Is it correct that "ResultSet.getMetaData.getTableName(col)" of postgresql's jdbc driver is always returning an empty string?

When I use postgresql, I found following code:
Statement stmt = conn.createStatement();
ResultSet rs = stmt.executeQuery("select * from t");
String tableName = rs.getMetaData().getTableName(1);
System.out.println(tableName);
It prints an empty string.
So I checked the source code, and found the method org.postgresql.jdbc2.AbstractJdbc2ResultSetMetaData#getTableName always returns an empty string.
The source code is:
public abstract class AbstractJdbc2ResultSetMetaData implements PGResultSetMetaData {
/*
* #param column the first column is 1, the second is 2...
* #return column name, or "" if not applicable
* #exception SQLException if a database access error occurs
*/
public String getTableName(int column) throws SQLException
{
return "";
}
}
You can see it just return a "".
I found a discussion about this, please see: http://archives.postgresql.org/pgsql-jdbc/2009-12/msg00100.php
They think
"rs.getMetaData.getTableName(col)" should return the alias name in
query not the underlying table name. But which is hard to implement, so it's better to leave it empty.
Also they gave a method to get the table name, use:
PGResultSetMetaData.getBaseTableName()
Sample:
ResultSet rs = stmt.executeQuery("select * from x");
// convert it to PGResultSetMetaData
PGResultSetMetaData meta = (PGResultSetMetaData)rs.getMetaData();
String tableName = meta.getBaseTableName(1);
Now it can print the correct table name.
I don't know the implementation of postgresql is correct, but returning the underlying table name is much more useful than an empty string, and, most of other databases provides underlying table name instead of an empty string.
I have a problem using play2's anorm framework with postgesql: Play2's anorm can't work on postgresql, but that works well on other databases.
What do you think the correct implementation of postgresql's jdbc driver? Return an empty string, underlying table name, or something else?
I would say that returning an empty string is obviously an incorrect implementation of the interface, since the table name could never be considered to be an empty string.
The problem that I believe they are struggling with is that while their current implementation is wrong, once they choose an implementation they will be stuck with it until they decide that breaking dependencies on the behaviour is acceptable. Therefore, they choose to add a method whose name is unambiguous and provide the data that most users were expecting to come from getTableName, and leave an obviously broken implementation of the getTableName method until some consensus is reached on what it should return or until a patch is submitted that implements the consensus.
My gut reaction is that the method getTableName should return the alias being used for that table. A table could be joined with itself, and using the alias would allow you to identify which was being referenced. A table might have been generated in the query (such as unnesting an array), and therefore not even have a table name in the database. If you make the decision “absolutely always, getTableName returns the alias”, then at least users know what to expect; otherwise, you end up with it not being obvious what the method should return.
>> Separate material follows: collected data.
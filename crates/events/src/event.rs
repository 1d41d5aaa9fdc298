//! Fraud engine events
//!
//! Announced on the in-process bus and appended to the audit log. Case and
//! review statuses travel as their wire strings so downstream consumers
//! never need the emitting crate's types.

use chrono::{DateTime, Utc};
use serde::{Deserialize, Serialize};

use reliefguard_risk::{Action, RiskLevel};

/// Events emitted by the fraud engine
#[derive(Debug, Clone, Serialize, Deserialize)]
#[serde(tag = "event_type", rename_all = "snake_case")]
pub enum FraudEvent {
    /// A transaction evaluation produced at least one flag
    TransactionFlagged {
        id: String,
        transaction_id: String,
        actor_id: String,
        risk_level: RiskLevel,
        action: Action,
        flag_count: usize,
        timestamp: DateTime<Utc>,
    },

    /// A fraud report was opened (manually or auto-generated)
    ReportCreated {
        id: String,
        report_id: String,
        reported_entity: String,
        entity_type: String,
        severity: String,
        auto_generated: bool,
        timestamp: DateTime<Utc>,
    },

    /// A fraud report moved through its state machine
    ReportStatusChanged {
        id: String,
        report_id: String,
        from: String,
        to: String,
        performed_by: String,
        timestamp: DateTime<Utc>,
    },

    /// A flagged transaction received a review decision
    ReviewDecided {
        id: String,
        transaction_id: String,
        decision: String,
        reviewer_id: String,
        timestamp: DateTime<Utc>,
    },

    /// An evaluation ran without transaction history
    DegradedEvaluation {
        id: String,
        transaction_id: String,
        actor_id: String,
        reason: String,
        timestamp: DateTime<Utc>,
    },
}

impl FraudEvent {
    /// Get the event ID
    pub fn id(&self) -> &str {
        match self {
            FraudEvent::TransactionFlagged { id, .. } => id,
            FraudEvent::ReportCreated { id, .. } => id,
            FraudEvent::ReportStatusChanged { id, .. } => id,
            FraudEvent::ReviewDecided { id, .. } => id,
            FraudEvent::DegradedEvaluation { id, .. } => id,
        }
    }

    /// Get the timestamp
    pub fn timestamp(&self) -> DateTime<Utc> {
        match self {
            FraudEvent::TransactionFlagged { timestamp, .. } => *timestamp,
            FraudEvent::ReportCreated { timestamp, .. } => *timestamp,
            FraudEvent::ReportStatusChanged { timestamp, .. } => *timestamp,
            FraudEvent::ReviewDecided { timestamp, .. } => *timestamp,
            FraudEvent::DegradedEvaluation { timestamp, .. } => *timestamp,
        }
    }

    /// Create a TransactionFlagged event
    pub fn transaction_flagged(
        transaction_id: impl Into<String>,
        actor_id: impl Into<String>,
        risk_level: RiskLevel,
        action: Action,
        flag_count: usize,
    ) -> Self {
        FraudEvent::TransactionFlagged {
            id: uuid::Uuid::new_v4().to_string(),
            transaction_id: transaction_id.into(),
            actor_id: actor_id.into(),
            risk_level,
            action,
            flag_count,
            timestamp: Utc::now(),
        }
    }

    /// Create a ReportCreated event
    pub fn report_created(
        report_id: impl Into<String>,
        reported_entity: impl Into<String>,
        entity_type: impl Into<String>,
        severity: impl Into<String>,
        auto_generated: bool,
    ) -> Self {
        FraudEvent::ReportCreated {
            id: uuid::Uuid::new_v4().to_string(),
            report_id: report_id.into(),
            reported_entity: reported_entity.into(),
            entity_type: entity_type.into(),
            severity: severity.into(),
            auto_generated,
            timestamp: Utc::now(),
        }
    }

    /// Create a ReportStatusChanged event
    pub fn report_status_changed(
        report_id: impl Into<String>,
        from: impl Into<String>,
        to: impl Into<String>,
        performed_by: impl Into<String>,
    ) -> Self {
        FraudEvent::ReportStatusChanged {
            id: uuid::Uuid::new_v4().to_string(),
            report_id: report_id.into(),
            from: from.into(),
            to: to.into(),
            performed_by: performed_by.into(),
            timestamp: Utc::now(),
        }
    }

    /// Create a ReviewDecided event
    pub fn review_decided(
        transaction_id: impl Into<String>,
        decision: impl Into<String>,
        reviewer_id: impl Into<String>,
    ) -> Self {
        FraudEvent::ReviewDecided {
            id: uuid::Uuid::new_v4().to_string(),
            transaction_id: transaction_id.into(),
            decision: decision.into(),
            reviewer_id: reviewer_id.into(),
            timestamp: Utc::now(),
        }
    }

    /// Create a DegradedEvaluation event
    pub fn degraded_evaluation(
        transaction_id: impl Into<String>,
        actor_id: impl Into<String>,
        reason: impl Into<String>,
    ) -> Self {
        FraudEvent::DegradedEvaluation {
            id: uuid::Uuid::new_v4().to_string(),
            transaction_id: transaction_id.into(),
            actor_id: actor_id.into(),
            reason: reason.into(),
            timestamp: Utc::now(),
        }
    }
}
However, even if I assume that my gut reaction is “the correct implementation”, it raises the issue of compatibility. It is desirable that it be possible to switch from another DBMS to PostgreSQL with as little investment as possible, if one of PostgreSQL’s goals is to grow in popularity. Therefore, things like “how do other JDBCs implement the java.sql interfaces?” become relevant. As you say, a framework exists that has expectations of how the ResultSetMetaData should be implemented, and it is likely not the only one with certain expectations of how java.sql interfaces will be implemented.
Whichever implementation they end up choosing is going to be a tradeoff, so I can see why “kick the can down the road” is their choice. Once they choose the tradeoff they want to make, they are locked in.
EDIT: I would suggest that throwing an exception regarding not implemented would be better than just silently failing. I expect that frameworks that rely on a specific implementation of getTableName will not have much use for empty string anyway, and either error or themselves fail silently.